A wide array of bone fillers has been developed in the laboratory to augment voids in large defects or to serve as a bonding agent in joint replacement procedures, such as total hip arthroplasty. Injectable variants are particularly attractive, since they can minimize the invasiveness often associated with surgical intervention. As with any foreign material, bone fillers introduced into the human body create the potential for infection, and consequently, tremendous efforts have been undertaken to develop materials that can thwart microbes. Furthermore, bone fillers may be used to stimulate tissue repair via the incorporation of various compounds or therapeutic molecules.

Bone fillers for anti-infection

To combat infection, antibiotics have been loaded into a variety of materials, and have largely yielded favorable results against specific strains of bacteria in laboratory studies. Polymeric materials have been utilized as antibiotic carriers due to their compositional tunability and their degradation properties. Brooks et al. [217] evaluated tobramycin release kinetics from PCL coatings on bone allograft and coralline ceramic fillers over six weeks in vitro. Encapsulating the antibiotic in oil and incorporating PEG into the PCL coating was demonstrated to minimize the initial burst release typically characteristic of drug-loaded materials. In a subsequent study, several members from the aforementioned group employed molten-casting to produce PCL-calcium carbonate/phosphate composites that could release tobramycin exceeding 10 weeks [218]. A short-term study demonstrated that these bone fillers could effectively inhibit S. aureus growth. Koort et al. [219] administered ciproflaxin via incorporation into PDLLA 50:50 pellets for 300 days, though noting a substantial delay period of 60 days. This observed lag period needs to be shortened for optimal antibiotic release. Henslee et al. [220] developed polypropylene fumarate/carboxymethylcellulose (CMC) space maintainers loaded with antibiotic-containing PLGA microparticles. Colistin and clindamycin were successfully released for prolonged periods exceeding relevant bacterial minimal inhibitory concentrations (MICs). Finally, Shah et al. [221] loaded clindamycin either encapsulated in PLGA microparticles or directly in the CMC porogen of PMMA space maintainers and evaluated these constructs in a rabbit model of critical-size mandibular defects infected with Prevotella melaninogenica. The PLGA microparticles were intended to extend the antibiotic release timeframe and attenuate the typical profile of a burst release seen with direct incorporation of the drug. At 12 weeks post-implantation, bony bridging of the defect was seen in one-third of the rabbits, but this outcome was not distinct to a specific experimental group.

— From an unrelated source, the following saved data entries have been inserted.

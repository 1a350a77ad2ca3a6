/// Observes packets addressed to the reserved monitor address.
///
/// The monitor keeps only the most recent signal; when the network goes idle the scheduler
/// injects that signal into address 0 as a wake-up packet. The monitor also remembers the first
/// signal it ever saw and the last value it injected, which together decide convergence.
#[derive(Debug, Default)]
pub struct Monitor {
    signal: Option<(i64, i64)>,
    first_signal: Option<(i64, i64)>,
    last_injected_y: Option<i64>,
}

impl Monitor {
    /// Record a signal, replacing the previous one.
    pub fn record(&mut self, x: i64, y: i64) {
        if self.first_signal.is_none() {
            self.first_signal = Some((x, y));
        }
        self.signal = Some((x, y));
    }

    /// The most recently recorded signal.
    #[must_use]
    pub fn signal(&self) -> Option<(i64, i64)> {
        self.signal
    }

    /// The first signal ever recorded.
    #[must_use]
    pub fn first_signal(&self) -> Option<(i64, i64)> {
        self.first_signal
    }

    /// Note that a signal with second component `y` was injected.
    ///
    /// Returns true when `y` repeats the previous injection, the network's convergence
    /// condition.
    pub fn note_injection(&mut self, y: i64) -> bool {
        let repeated = self.last_injected_y == Some(y);
        self.last_injected_y = Some(y);
        repeated
    }
}
use anyhow::{Context, Result};
use chrono::Local;
use std::fs::{self, OpenOptions};
use std::io::{self, Write};
use std::path::{Path, PathBuf};
use walkdir::WalkDir;

use crate::args::Config;
use crate::filename::{age_token, renamed_file_name};
use crate::metadata::{resolve_date, MediaKind};

/// Run log appended in the working directory after each successful run.
const LOG_FILE: &str = "log.txt";

pub struct Processor {
    config: Config,
    filter_by_keyword: bool,
    stats: ProcessingStats,
}

#[derive(Debug, Default)]
pub struct ProcessingStats {
    pub total_files: usize,
    pub copied: usize,
    pub unknown_dates: usize,
}

impl Processor {
    pub fn new(config: Config, filter_by_keyword: bool) -> Self {
        Processor {
            config,
            filter_by_keyword,
            stats: ProcessingStats::default(),
        }
    }

    /// Remove any previous output tree and recreate it empty. Destructive;
    /// callers must get a confirmation first.
    pub fn clear_output(&self) -> Result<()> {
        if self.config.output_dir.exists() {
            fs::remove_dir_all(&self.config.output_dir).with_context(|| {
                format!(
                    "Failed to clear output directory: {}",
                    self.config.output_dir.display()
                )
            })?;
        }
        fs::create_dir_all(&self.config.output_dir).with_context(|| {
            format!(
                "Failed to create output directory: {}",
                self.config.output_dir.display()
            )
        })?;
        Ok(())
    }

    /// Process every collected file, one at a time: resolve its date, encode
    /// the age token, and copy it to both destinations.
    pub fn process(&mut self) -> Result<()> {
        let files = self.collect_files();
        self.stats.total_files = files.len();
        println!("Found {} files to process", files.len());

        for path in files {
            self.copy_file(&path)?;
        }
        Ok(())
    }

    fn collect_files(&self) -> Vec<PathBuf> {
        let mut files = Vec::new();

        for entry_result in WalkDir::new(&self.config.input_dir) {
            let entry = match entry_result {
                Ok(e) => e,
                Err(err) => {
                    if let Some(path) = err.path() {
                        eprintln!("Warning: Failed to access {}: {}", path.display(), err);
                    } else {
                        eprintln!("Warning: Walk error: {}", err);
                    }
                    continue;
                }
            };

            let path = entry.path();
            if !path.is_file() {
                continue;
            }

            let filename = path.file_name().and_then(|n| n.to_str()).unwrap_or("");

            // Skip AppleDouble files (._*) and .DS_Store (macOS metadata)
            if filename.starts_with("._") || filename == ".DS_Store" {
                continue;
            }

            if self.filter_by_keyword && !self.parent_matches_keyword(path) {
                continue;
            }

            files.push(path.to_path_buf());
        }

        files
    }

    /// The filter matches on the immediate parent directory name only.
    fn parent_matches_keyword(&self, path: &Path) -> bool {
        path.parent()
            .and_then(|p| p.file_name())
            .and_then(|n| n.to_str())
            .map(|name| name.starts_with(&self.config.keyword))
            .unwrap_or(false)
    }

    fn copy_file(&mut self, path: &Path) -> Result<()> {
        let kind = MediaKind::from_path(path);
        let timestamp = resolve_date(path, kind)?;
        if timestamp.is_none() {
            self.stats.unknown_dates += 1;
        }

        let token = age_token(timestamp, self.config.reference_date);
        let new_name = renamed_file_name(path, &token);

        // Mirror the file's position relative to the input root
        let relative_dir = path
            .parent()
            .unwrap_or_else(|| Path::new(""))
            .strip_prefix(&self.config.input_dir)
            .unwrap_or_else(|_| Path::new(""));
        let dest_dir = self.config.output_dir.join(relative_dir);
        fs::create_dir_all(&dest_dir)
            .with_context(|| format!("Failed to create directory: {}", dest_dir.display()))?;

        let mirrored = dest_dir.join(&new_name);
        fs::copy(path, &mirrored).with_context(|| {
            format!("Failed to copy {} to {}", path.display(), mirrored.display())
        })?;

        // Second copy, flattened directly under the output root. Skipped when
        // it would be the mirrored file itself.
        let flattened = self.config.output_dir.join(&new_name);
        if flattened != mirrored {
            fs::copy(&mirrored, &flattened).with_context(|| {
                format!(
                    "Failed to copy {} to {}",
                    mirrored.display(),
                    flattened.display()
                )
            })?;
        }

        self.stats.copied += 1;
        println!("✓ Copied: {} -> {}", path.display(), mirrored.display());
        Ok(())
    }

    /// Append one `YYYY-MM-DD HH:MM:SS` line to the run log.
    pub fn append_run_log(&self) -> Result<()> {
        let mut log = OpenOptions::new()
            .append(true)
            .create(true)
            .open(LOG_FILE)
            .with_context(|| format!("Failed to open {}", LOG_FILE))?;
        writeln!(log, "{}", Local::now().format("%Y-%m-%d %H:%M:%S"))?;
        Ok(())
    }

    pub fn print_summary(&self) {
        println!();
        println!("=== PROCESSING COMPLETE ===");
        println!("Total files scanned: {}", self.stats.total_files);
        println!("Copied: {}", self.stats.copied);
        println!("Missing capture date: {}", self.stats.unknown_dates);
    }

    pub fn stats(&self) -> &ProcessingStats {
        &self.stats
    }
}

/// Ask a y/n question on stdout and read the answer from stdin. Only a plain
/// `y` counts as yes.
pub fn confirm(prompt: &str) -> Result<bool> {
    print!("{} (y/n): ", prompt);
    io::stdout().flush()?;

    let mut input = String::new();
    io::stdin().read_line(&mut input)?;
    Ok(input.trim() == "y")
}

Another prevalent strategy involves calcium-based ceramics and bioactive glass, which are commonly used due to their osteoconductive properties. Domingues et al. [222] loaded tetracycline or tetracycline/β-cyclodextrin into sol-gel solutions of bioactive glass and discovered that the latter delayed antibiotic release. Both experimental conditions significantly impeded Aggregatibacter actinomycetemcomitans colonization in vitro compared to pure bioglass surfaces. Xia and Chang [223] adsorbed gentamicin onto mesoporous bioactive glass for controlled release. The resulting system retained more antibiotic, had a slower rate of release that hinged on pH or ionic concentration, and stimulated HA formation in vitro. Tobramycin elution from calcium carbonate HA ceramic composites implanted in rabbit radial defects resulted in minimized infection susceptibility to S. aureus [224]. Control animals necessitated premature euthanasia, whereas no infection but some foreign body response was noted at eight weeks when the rabbits receiving antibiotic were sacrificed. Xie et al. [225] compared vancomycin delivery from calcium sulfate and borate-based bioglass in a rabbit model, finding that both were highly MRSA-negative compared to non-antibiotic containing controls. Interestingly, histological results identified good bone formation through antibiotic-eluting borate glass, but very little in the antibiotic-eluting calcium sulfate counterparts. Tuning the porosity of brushite-forming bone cement could influence the release of vancomycin and ciproflaxin, with low porosity being optimal [226]. However, results were contingent on drug solubility as well. The authors observed in this case a largely negated burst release and a practically linear elution trend.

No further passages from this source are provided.